Saved data entries
*** Begin section ***

// Core modules implementing the descriptor model, the three record walks, and errors.
pub mod de;
pub mod error;
pub mod options;
pub mod record;
pub mod release;
pub mod schema;
pub mod ser;
//! Purpose: JSON text boundary shared by the typed API, schema loader and CLI.
//! Exports: `parse` module with the text decode entrypoint and failure categories.
//! Role: Single seam for turning text into `serde_json::Value` with domain errors.
//! Invariants: Text decoding goes through this module; the engine itself only sees `Value`.
//! Invariants: Helper APIs stay small and deterministic (no hidden global state).

pub mod parse;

*** End section ***

### Work order
Could you output the records in full, exactly as written?

### Exercise output
// Core modules implementing the descriptor model, the three record walks, and errors.
pub mod de;
pub mod error;
pub mod options;
pub mod record;
pub mod release;
pub mod schema;
pub mod ser;
//! Purpose: JSON text boundary shared by the typed API, schema loader and CLI.
//! Exports: `parse` module with the text decode entrypoint and failure categories.
//! Role: Single seam for turning text into `serde_json::Value` with domain errors.
//! Invariants: Text decoding goes through this module; the engine itself only sees `Value`.
//! Invariants: Helper APIs stay small and deterministic (no hidden global state).

pub mod parse;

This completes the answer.